What is needed :: Go through the material that comes after this and count the lines containing "config"; report only the count.

Provided records ::
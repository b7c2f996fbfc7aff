pub mod ai;
pub mod commands;
pub mod config;
pub mod contexts;
pub mod error;
pub mod export;
pub mod links;
pub mod store;
pub mod tasks;
pub mod workflow;

use tracing_subscriber::EnvFilter;

pub use commands::{DashboardState, Notice};
pub use config::AppConfig;
pub use error::{DashboardError, NoticeLevel, Result};

/// Load `.env` from the working directory, falling back to the parent
pub fn load_env() {
    if dotenvy::dotenv().is_err() {
        let _ = dotenvy::from_path("../.env");
    }
}

/// Initialize tracing with RUST_LOG env filter.
///
/// Default: warn for most crates, info for this library. Output goes to
/// stderr so stdout stays clean for command results.
pub fn init_tracing() {
    let _ = tracing_subscriber::fmt()
        .with_env_filter(
            EnvFilter::try_from_default_env()
                .unwrap_or_else(|_| EnvFilter::new("warn,customer_matrix_lib=info")),
        )
        .with_writer(std::io::stderr)
        .try_init();
}
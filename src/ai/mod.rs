pub mod credentials;
pub mod gemini;
pub mod http_client;
pub mod prompts;

pub use credentials::*;
pub use gemini::GeminiClient;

Result for this exercise :: 2